本研究旨在通过整合术前对比增强MRI衍生的δ栖息地放射组学特征与临床特征,开发脑胶质瘤(BG)患者术后复发和总生存的预测模型。
在这项回顾性研究中,分析了187例BG患者的术前对比增强MRI数据和临床记录。根据术后结果将患者分为非复发组(n = 100)和复发组(n = 87)。数据集随机分为训练集和测试集(7:3比例)。从瘤内和瘤周水肿区域提取δ栖息地放射组学特征。在训练队列中通过LASSO回归和十折交叉验证生成放射组学评分(Radscore)。使用χ²检验或Student's t检验比较两组之间的临床变量(性别、IDH1突变、1p19q共缺失、MRI增强模式)和放射组学特征。构建纳入显著预测因子的多变量逻辑回归模型。使用AUC比较(DeLong检验)、决策曲线分析(临床效用)评估模型性能,并通过XGBoost机器学习进行验证。构建列线图以可视化复发和生存预测。

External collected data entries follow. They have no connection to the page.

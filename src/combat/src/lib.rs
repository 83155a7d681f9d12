// src/combat/src/lib.rs
//! Damage model, status effects and enemy behaviour.

pub mod combatant;
pub mod enemy;
pub mod health;
pub mod position;
pub mod status_effect;

pub use crate::combatant::Combatant;
pub use crate::enemy::{Enemy, EnemyKind, PreTurn};
pub use crate::health::Health;
pub use crate::position::Position;
pub use crate::status_effect::{StatusEffect, StatusEffects, StatusKind, StatusTick};

use dice::Dice;

/// Attack resolution between two combatants
pub struct Combat;

impl Combat {
    /// The attacker strikes; a surviving defender answers immediately.
    pub fn engage(
        attacker: &mut dyn Combatant,
        defender: &mut dyn Combatant,
        dice: &mut dyn Dice,
    ) -> CombatResult {
        let mut result = CombatResult::new();

        let dealt = Self::resolve_attack(attacker, defender, dice, &mut result);
        result.dealt = dealt;

        if !defender.is_alive() {
            result.log(format!("{} defeated {}!", attacker.name(), defender.name()));
            result.defeated = true;
            return result;
        }

        let taken = Self::resolve_attack(defender, attacker, dice, &mut result);
        result.taken = taken;

        if !attacker.is_alive() {
            result.log(format!("{} was slain by {}!", attacker.name(), defender.name()));
            result.attacker_died = true;
        }

        result
    }

    /// A single blow with its log line
    pub fn resolve_attack(
        attacker: &mut dyn Combatant,
        defender: &mut dyn Combatant,
        dice: &mut dyn Dice,
        result: &mut CombatResult,
    ) -> f32 {
        let dealt = attacker.attack(defender, dice);

        if dealt > 0.0 {
            result.log(format!(
                "{} hits {} for {} damage ({}/{} HP left)",
                attacker.name(),
                defender.name(),
                dealt,
                defender.hp(),
                defender.max_hp()
            ));
        } else {
            result.log(format!("{} misses {}!", attacker.name(), defender.name()));
        }
        tracing::debug!(
            attacker = attacker.name(),
            defender = defender.name(),
            dealt,
            defender_hp = defender.hp(),
            "attack resolved"
        );

        dealt
    }
}

/// Result of one exchange, with lines for the message log
#[derive(Debug, Clone, Default, PartialEq)]
pub struct CombatResult {
    pub logs: Vec<String>,
    /// Damage the attacker dealt
    pub dealt: f32,
    /// Damage the attacker received in reply
    pub taken: f32,
    /// The defender died
    pub defeated: bool,
    /// The attacker died to the reply
    pub attacker_died: bool,
}

impl CombatResult {
    pub fn new() -> Self {
        Self::default()
    }

    pub fn log(&mut self, message: String) {
        self.logs.push(message);
    }
}

#[cfg(test)]
mod tests {
    use super::*;
    use dice::ScriptedDice;

    #[test]
    fn defender_answers_when_it_survives() {
        let mut rat = Enemy::new(EnemyKind::Rat, 1, Position::default());
        let mut spider = Enemy::new(EnemyKind::Spider, 1, Position::default());
        let mut dice = ScriptedDice::with_rolls([7, 9]);

        let result = Combat::engage(&mut rat, &mut spider, &mut dice);
        assert_eq!(result.dealt, 7.0);
        assert_eq!(result.taken, 9.0);
        assert!(!result.defeated);
        assert_eq!(result.logs.len(), 2);
        assert_eq!(rat.health.hp(), 101.0);
        assert_eq!(spider.health.hp(), 81.0);
    }

    #[test]
    fn dead_defender_does_not_answer() {
        let mut skeleton = Enemy::new(EnemyKind::Skeleton, 1, Position::default());
        let mut rat = Enemy::new(EnemyKind::Rat, 1, Position::default());
        rat.health = Health::with_hp(5.0, 110.0);
        let mut dice = ScriptedDice::with_rolls([20, 11]);

        let result = Combat::engage(&mut skeleton, &mut rat, &mut dice);
        assert!(result.defeated);
        assert_eq!(result.dealt, 5.0);
        assert_eq!(result.taken, 0.0);
        assert_eq!(dice.remaining_rolls(), 1);
        assert!(result.logs.last().is_some_and(|l| l.contains("defeated")));
    }

    #[test]
    fn zero_damage_reads_as_a_miss() {
        let mut rat = Enemy::new(EnemyKind::Rat, 1, Position::default());
        let mut spider = Enemy::new(EnemyKind::Spider, 1, Position::default());
        let mut dice = ScriptedDice::new();

        let result = Combat::engage(&mut rat, &mut spider, &mut dice);
        assert!(result.logs[0].contains("misses"));
    }
}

训练队列显示性别、IDH1突变、1p19q共缺失、MRI增强模式和δ栖息地放射组学评分(Radscore1/2)在组间存在显著差异(p < 0.05)。与仅临床模型[AUC 0.802(0.745 - 0.833),OR 0.036]和仅放射组学模型[AUC 0.843(0.769 - 0.900),OR 0.034]相比,联合模型(临床 + 放射组学特征)对复发具有更好的预测性能[AUC 0.921(95% CI 0.861 - 0.961),OR 0.023,敏感性:87.18%,特异性:82.03%](p < 0.05,DeLong检验)。决策曲线分析证实联合模型具有更大的临床净效益。这些结果在测试队列中得到重复。生存列线图纳入了IDH1突变状态、性别和Radscore1/2,Kaplan - Meier分析验证了它们的预后意义(p < 0.01)。
术前对比增强MRI衍生的δ栖息地放射组学可能提高BG患者术后复发和生存预测的准确性。经过验证的列线图为优化术后监测和个性化临床决策提供了可行的工具。